Everyone always likes that part, which the girls don’t understand because they know that tobacco will kill you too, and besides they see this neighbor all the time sitting out on his porch spitting out his black juices into a big tin pail, skin and bones and ragged looking, that ugly old scar on his face.
But Amy hates the whole story. She can’t remember being alone under the bed, but she’s heard about it so much she can picture it, so much so that sometimes she has dreams about it: Zoe orbiting around, crying, out of her reach.
In the end, the crazy neighbor shot himself, and then he died.
Even though she knows she’s not supposed to, Amy looks forward to tornados
Even in the day the sky gets black, and the streets get empty. The wind pries back the leaves of the silver maple tree, and underneath they gleam.
When it’s a tornado watch they don’t do it, but when it’s a tornado warning, the girls go and get inside the pantry, where they squeeze in among the cans and powders and cardboard boxes and wait until one of their parents says they can come out. The pantry is the only place in the whole house that does not have windows. You have to stay away from windows when a tornado comes because the very thing tornados love best is breaking glass, and if that happens, and you’re sitting for example in the bathtub right below the bathroom window, you will almost inevitably get hurt.
When the sirens start, Amy gets them organized. She has developed a system. Each of them is allowed three toys, not more, and Amy is in charge of the flashlight because Zoe might break it. Zoe always dallies over her dolls, feelin
g guilty for playing favorites. But Amy explains to her how in life you have to make choices, and eventually Zoe always does, although sometimes she tries to hide things in her tiny pants pockets.

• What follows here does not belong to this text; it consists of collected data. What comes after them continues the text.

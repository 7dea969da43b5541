//! Error types for deptrace
//!
//! Every failure the tracer can produce maps onto exactly one process exit
//! code (see [`super::exit_codes`]), so scripted callers can branch on the
//! code and `--json` callers can branch on [`ErrorReport::kind`].

use serde::Serialize;
use std::path::PathBuf;
use std::time::Duration;
use thiserror::Error;

use super::exit_codes::{
    EXIT_AMBIGUOUS, EXIT_INDEX_FAILED, EXIT_REFACTOR_BLOCKED, EXIT_RESOLVER_FAILED, EXIT_TIMEOUT,
};

/// Result type alias using deptrace's Error
pub type Result<T> = std::result::Result<T, Error>;

/// deptrace error types
#[derive(Error, Debug)]
pub enum Error {
    #[error("Index not found: {path}")]
    IndexMissing { path: PathBuf },

    #[error("Index is corrupt: {path}")]
    IndexCorrupt { path: PathBuf, message: String },

    #[error("Index is stale: {path}")]
    IndexStale {
        path: PathBuf,
        age_ms: u64,
        max_age_ms: u64,
    },

    #[error("Failed to write index: {path}")]
    IndexWriteFailed {
        path: PathBuf,
        #[source]
        source: std::io::Error,
    },

    #[error("Ambiguous target: {target}")]
    AmbiguousTarget {
        target: String,
        candidates: Vec<String>,
    },

    #[error("No candidates found for target: {target}")]
    ResolverFailed { target: String },

    #[error("Refactor blocked: {message}")]
    RefactorBlocked { message: String },

    #[error("Operation timed out: {operation}")]
    OperationTimeout {
        operation: &'static str,
        timeout_ms: u64,
    },

    #[error("Configuration error: {message}")]
    Config { message: String },

    #[error("Internal error: {message}")]
    Internal { message: String },

    #[error("IO error: {0}")]
    Io(#[from] std::io::Error),

    #[error("JSON error: {0}")]
    Json(#[from] serde_json::Error),

    #[error("TOML parse error: {0}")]
    TomlParse(#[from] toml::de::Error),
}

impl Error {
    /// Build a timeout error from the configured deadline
    pub fn timeout(operation: &'static str, deadline: Duration) -> Self {
        Self::OperationTimeout {
            operation,
            timeout_ms: deadline.as_millis() as u64,
        }
    }

    /// Process exit code for this failure
    ///
    /// Ambient failures (config, raw I/O outside the index layer, internal
    /// errors) report as resolver failures so that no failure escapes the
    /// documented exit-code contract.
    pub fn exit_code(&self) -> i32 {
        match self {
            Error::IndexMissing { .. }
            | Error::IndexCorrupt { .. }
            | Error::IndexStale { .. }
            | Error::IndexWriteFailed { .. } => EXIT_INDEX_FAILED,
            Error::AmbiguousTarget { .. } => EXIT_AMBIGUOUS,
            Error::ResolverFailed { .. } => EXIT_RESOLVER_FAILED,
            Error::RefactorBlocked { .. } => EXIT_REFACTOR_BLOCKED,
            Error::OperationTimeout { .. } => EXIT_TIMEOUT,
            Error::Config { .. }
            | Error::Internal { .. }
            | Error::Io(_)
            | Error::Json(_)
            | Error::TomlParse(_) => EXIT_RESOLVER_FAILED,
        }
    }

    /// Stable machine-readable token for this failure
    pub fn kind(&self) -> &'static str {
        match self {
            Error::IndexMissing { .. } => "index_missing",
            Error::IndexCorrupt { .. } => "index_corrupt",
            Error::IndexStale { .. } => "index_stale",
            Error::IndexWriteFailed { .. } => "index_write_failed",
            Error::AmbiguousTarget { .. } => "ambiguous_target",
            Error::ResolverFailed { .. } => "resolver_failed",
            Error::RefactorBlocked { .. } => "refactor_blocked",
            Error::OperationTimeout { .. } => "operation_timeout",
            Error::Config { .. } => "config",
            Error::Internal { .. } => "internal",
            Error::Io(_) => "io",
            Error::Json(_) => "json",
            Error::TomlParse(_) => "toml_parse",
        }
    }

    /// Optional detail line shown under the one-line message
    pub fn details(&self) -> Option<String> {
        match self {
            Error::IndexMissing { .. } => {
                Some("Build the dependency index before tracing".to_string())
            }
            Error::IndexCorrupt { message, .. } => Some(message.clone()),
            Error::IndexStale {
                age_ms, max_age_ms, ..
            } => Some(format!(
                "index age {}ms exceeds maximum {}ms",
                age_ms, max_age_ms
            )),
            Error::IndexWriteFailed { source, .. } => Some(source.to_string()),
            Error::AmbiguousTarget { candidates, .. } => {
                Some(format!("candidates: {}", candidates.join(", ")))
            }
            Error::OperationTimeout { timeout_ms, .. } => {
                Some(format!("deadline {}ms", timeout_ms))
            }
            _ => None,
        }
    }

    /// Serializable form used by `--json` output
    pub fn report(&self) -> ErrorReport {
        ErrorReport {
            kind: self.kind(),
            code: self.exit_code(),
            message: self.to_string(),
            details: self.details(),
        }
    }
}

/// Structured error, serialized instead of a formatted message in JSON mode
#[derive(Debug, Clone, PartialEq, Eq, Serialize)]
pub struct ErrorReport {
    pub kind: &'static str,
    pub code: i32,
    pub message: String,
    #[serde(skip_serializing_if = "Option::is_none")]
    pub details: Option<String>,
}
//! JSON output formatter
//!
//! Field names are camelCase and optional fields are omitted when empty,
//! matching the persisted index format.
//!
//! @module trace/output/json

use super::{IndexStatus, TraceFormatter};
use crate::core::error::ErrorReport;
use crate::trace::types::TraceResult;

// =============================================================================
// FORMATTER IMPLEMENTATION
// =============================================================================

/// Pretty-printed JSON formatter for machine-readable output
pub struct JsonFormatter;

impl JsonFormatter {
    pub fn new() -> Self {
        Self
    }

    fn to_json<T: serde::Serialize>(&self, value: &T) -> String {
        serde_json::to_string_pretty(value)
            .unwrap_or_else(|e| format!(r#"{{"error": "JSON serialization failed: {}"}}"#, e))
    }
}

impl Default for JsonFormatter {
    fn default() -> Self {
        Self::new()
    }
}

impl TraceFormatter for JsonFormatter {
    fn format_trace(&self, result: &TraceResult) -> String {
        self.to_json(result)
    }

    fn format_error(&self, report: &ErrorReport) -> String {
        self.to_json(&serde_json::json!({ "error": report }))
    }

    fn format_index_status(&self, status: &IndexStatus) -> String {
        self.to_json(status)
    }
}

#[cfg(test)]
mod tests {
    use super::*;
    use crate::core::error::Error;
    use crate::trace::types::{Candidate, DepSets};
    use std::path::PathBuf;

    #[test]
    fn test_trace_result_fields() {
        let result = TraceResult::resolved(
            "App",
            "src/App.tsx",
            DepSets {
                direct: vec!["src/lib.ts".into()],
                transitive: vec!["src/lib.ts".into()],
                reverse: vec![],
            },
        );
        let value: serde_json::Value =
            serde_json::from_str(&JsonFormatter::new().format_trace(&result)).unwrap();

        assert_eq!(value["entry"], "App");
        assert_eq!(value["resolvedPath"], "src/App.tsx");
        assert_eq!(value["counts"]["direct"], 1);
        assert_eq!(value["deps"]["direct"][0], "src/lib.ts");
        assert!(value.get("error").is_none());
    }

    #[test]
    fn test_ambiguous_lists_candidates() {
        let result = TraceResult::ambiguous(
            "Foo",
            vec![Candidate {
                path: "src/a/Foo.tsx".into(),
                score: 50,
                reason: "filename match".into(),
                mtime: 0,
            }],
        );
        let value: serde_json::Value =
            serde_json::from_str(&JsonFormatter::new().format_trace(&result)).unwrap();
        assert_eq!(value["status"], "ambiguous");
        assert_eq!(value["candidates"][0]["score"], 50);
    }

    #[test]
    fn test_error_report_shape() {
        let report = Error::IndexMissing {
            path: PathBuf::from(".cache/deptrace/file-deps.json"),
        }
        .report();
        let value: serde_json::Value =
            serde_json::from_str(&JsonFormatter::new().format_error(&report)).unwrap();
        assert_eq!(value["error"]["kind"], "index_missing");
        assert_eq!(value["error"]["code"], 3);
    }

    #[test]
    fn test_index_status_without_info() {
        let status = IndexStatus {
            path: PathBuf::from("/work/.cache/deptrace/file-deps.json"),
            exists: false,
            info: None,
            should_rebuild: true,
            max_age_ms: 1000,
        };
        let value: serde_json::Value =
            serde_json::from_str(&JsonFormatter::new().format_index_status(&status)).unwrap();
        assert_eq!(value["shouldRebuild"], true);
        assert!(value.get("info").is_none());
    }
}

When she gets caught she bursts out laughing or into tears depending on Amy’s face. She always gets caught. Then Amy quiets Zoe, and they kneel down on the dimpled linoleum, pull the door shut, and wait.
Once the door is closed, Zoe’s dolls have conversations. Often they discuss the weather. Amy just listens, lets her own dolls rest, feels her sister’s hot quick breaths on her neck. If their electricity isn’t out, Amy insists the light be off anyway. Slowly she gets sleepy like she does in the car, and just like when they drive somewhere, Amy, unlike Zoe, would rather just not get there, would rather just keep going, would like it if the warning never expired. Then the pantry door will fly wide open, and all across the top of it the frying pan and the strainer and all the knives will glint and shiver like they want to fall. And their mother will reach down and grab Zoe, and then she’ll carry her away.
Do you ever wonder where words come from, Zoe?
The first time Zoe isn’t Zoe anymore is on the morning of her preschool graduation
Amy has just finished second grade.
Since their grandma and their grandpa hardly ever come to school, now the girls talk over one another, each hoping to capture their attention. Zoe squawks like the blue jay in the backyard that dive-bombs the cat with its beak, leaving bald spots. Finally their grandpa stoops over, showing all the baldness on his head, and picks her up and takes her to the playground.
In the peace this break affords them, Amy shows their grandma all her work. She has nearly completed a whole spiral notebook, the words resolving into what they mean: squint and butterfly’s already butterfly, not simply scratches on the brittle pages, but aloft, like magic.
Their grandma squints and oohs and ahs, until all of a sudden, their grandfather returns.